Sur le fond du litige, force est en premier lieu de constater que le code risque 75.1AG revendiqué par le demandeur « Administration centrale et services extérieurs des administrations (y compris leurs établissements publics). Représentation diplomatique étrangère en France. Organismes internationaux.
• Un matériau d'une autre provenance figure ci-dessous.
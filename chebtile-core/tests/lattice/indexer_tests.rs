//! Tests for per-domain index conversion.

#[path = "../common/mod.rs"]
mod common;

use chebtile_core::lattice::{LatticeBuilder, LatticeIndexer, NGHOSTS};
use chebtile_core::LatticeError;

#[test]
fn test_interior_cells_map_to_owned_globals() {
    let geometry = common::square(&[16, 8], &[2, 2]);
    for indexer in LatticeIndexer::all(&geometry) {
        for cell in 0..indexer.interior_cells() {
            let local = indexer.interior_cell(cell);
            let global = indexer.global_index(local).expect("interior cells are inside the lattice");
            assert_eq!(indexer.owner_of_global(global), indexer.domain_id());
            assert_eq!(indexer.local_of_global(global), local);
        }
    }
}

#[test]
fn test_ghosts_are_owned_by_neighbors() {
    let geometry = common::square(&[8, 8], &[2, 1]);
    let indexer = LatticeIndexer::new(geometry.clone(), 0).unwrap();

    // Along x both sides of domain 0 belong to domain 1 (periodic).
    let owners: Vec<usize> = indexer.ghost_sources().iter().map(|g| g.owner).collect();
    assert!(owners.contains(&1));
    assert!(owners.contains(&0), "ghosts along y wrap onto domain 0 itself");
    assert!(indexer.open_ghosts().is_empty());

    let layout = indexer.local_layout();
    let ghost_count = layout.size() - indexer.interior_cells();
    assert_eq!(indexer.ghost_sources().len(), ghost_count);
}

#[test]
fn test_open_boundary_ghosts_have_no_source() {
    let geometry = common::open_x(&[8, 8], &[2, 1]);
    let left = LatticeIndexer::new(geometry.clone(), 0).unwrap();
    let right = LatticeIndexer::new(geometry, 1).unwrap();

    // Each domain has one open side of NGHOSTS columns, full height.
    let column = left.local_layout().dims()[1];
    assert_eq!(left.open_ghosts().len(), NGHOSTS * column);
    assert_eq!(right.open_ghosts().len(), NGHOSTS * column);
    for &ghost in left.open_ghosts() {
        assert_eq!(left.global_index(ghost), None);
        assert!(left.global_site(ghost)[0] < 0);
    }
}

#[test]
fn test_global_site_is_unwrapped() {
    let geometry = common::square(&[8, 8], &[1, 1]);
    let indexer = LatticeIndexer::new(geometry, 0).unwrap();
    // Local (0, 0) sits NGHOSTS cells before the first interior cell.
    let site = indexer.global_site(0);
    assert_eq!(site[0], -(NGHOSTS as isize));
    assert_eq!(site[1], -(NGHOSTS as isize));
    // Wrapped, it is cell (6, 6).
    assert_eq!(indexer.global_index(0), Some(6 + 8 * 6));
}

#[test]
fn test_tiles_follow_sweep_order() {
    let geometry = LatticeBuilder::new().lengths(&[8, 8]).tile_edge(4).build().unwrap();
    let indexer = LatticeIndexer::new(std::sync::Arc::new(geometry), 0).unwrap();
    assert_eq!(indexer.tile_count(), 4);

    // Tile ids grow with axis 0 fastest.
    let first = indexer.interior_cell(0);
    let right = indexer.interior_cell(4);
    let above = indexer.interior_cell(4 * 8);
    assert_eq!(indexer.tile_of(first), 0);
    assert_eq!(indexer.tile_of(right), 1);
    assert_eq!(indexer.tile_of(above), 2);
    for tile in 0..indexer.tile_count() {
        assert_eq!(indexer.tile_sites(tile).len(), 16);
    }
}

#[test]
fn test_orbitals_are_part_of_tiles() {
    let geometry = LatticeBuilder::new().lengths(&[4, 4]).orbitals(2).build().unwrap();
    let indexer = LatticeIndexer::new(std::sync::Arc::new(geometry), 0).unwrap();
    let total: usize = (0..indexer.tile_count()).map(|t| indexer.tile_sites(t).len()).sum();
    assert_eq!(total, 32);
}

#[test]
fn test_builder_rejects_thin_domains() {
    let err = LatticeBuilder::new().lengths(&[4, 4]).divisions(&[4, 1]).build().unwrap_err();
    assert!(matches!(err, LatticeError::DomainTooSmall { axis: 0, interior: 1, .. }));
}

#[test]
fn test_builder_rejects_bad_tile_edge() {
    let err = LatticeBuilder::new().lengths(&[12, 12]).tile_edge(8).build().unwrap_err();
    assert!(matches!(err, LatticeError::Tiles { tile_edge: 8, .. }));
}

#[test]
fn test_config_deserializes_with_defaults() {
    let json = r#"{ "lengths": [8, 4], "divisions": [2, 1] }"#;
    let config: chebtile_core::LatticeConfig = serde_json::from_str(json).unwrap();
    let geometry = config.build().unwrap();
    assert_eq!(geometry.orbitals(), 1);
    assert_eq!(geometry.domain_count(), 2);
    assert!(geometry.is_periodic(0));
}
Service des armées alliées » n’est pas susceptible de s’appliquer à un établissement public de santé, fût il d’Etat.
Il résulte en effet de la confrontation des deux codes risques 75.1CE et 75.AG que ce dernier porte notamment sur tous les établissements publics de l’Etat tandis que le premier porte notamment sur les établissements publics de l’administration hospitalière qui sont une variété d’établissements publics de l’Etat depuis la loi du 21 juillet 2009.
En application du principe général du droit qui doit présider à la hiérarchisation des normes et selon lequel la loi spéciale déroge à la loi spéciale, il s’ensuit que le code risque spécifique aux établissements publics relevant de l’administration hospitalière évince le code risque applicable aux établissements publics de l’Etat qui s’applique à tous ces établissements sans considération de leur activité.
Il s’ensuit que la prétention du demandeur de se voir appliquer le code risque 75.1AG depuis l’entrée en vigueur de la loi du 21 juillet 2009, outre que ce code n’existait pas à la date de cette entrée en vigueur ni les années suivantes, ne peut qu’être rejetée.
Le demandeur succombant en ses demandes, il convient de le condamner aux dépens et de le débouter de ses prétentions sur le fondement de l’article 700 du code de procédure civile.
PAR CES MOTIFS.
La cour, statuant par arrêt contradictoire rendu en audience publique par sa mise à disposition au greffe
Déboute le centre hospitalier [Localité 1] de ses demandes en application rétroactive depuis l’entrée en vigueur de la loi du 21 juillet 2009 du code risque 75.1AG et du taux de cotisation afférent et de ses prétentions au titre des frais non répétibles.
Condamne le centre hospitalier [Localité 1] aux dépens.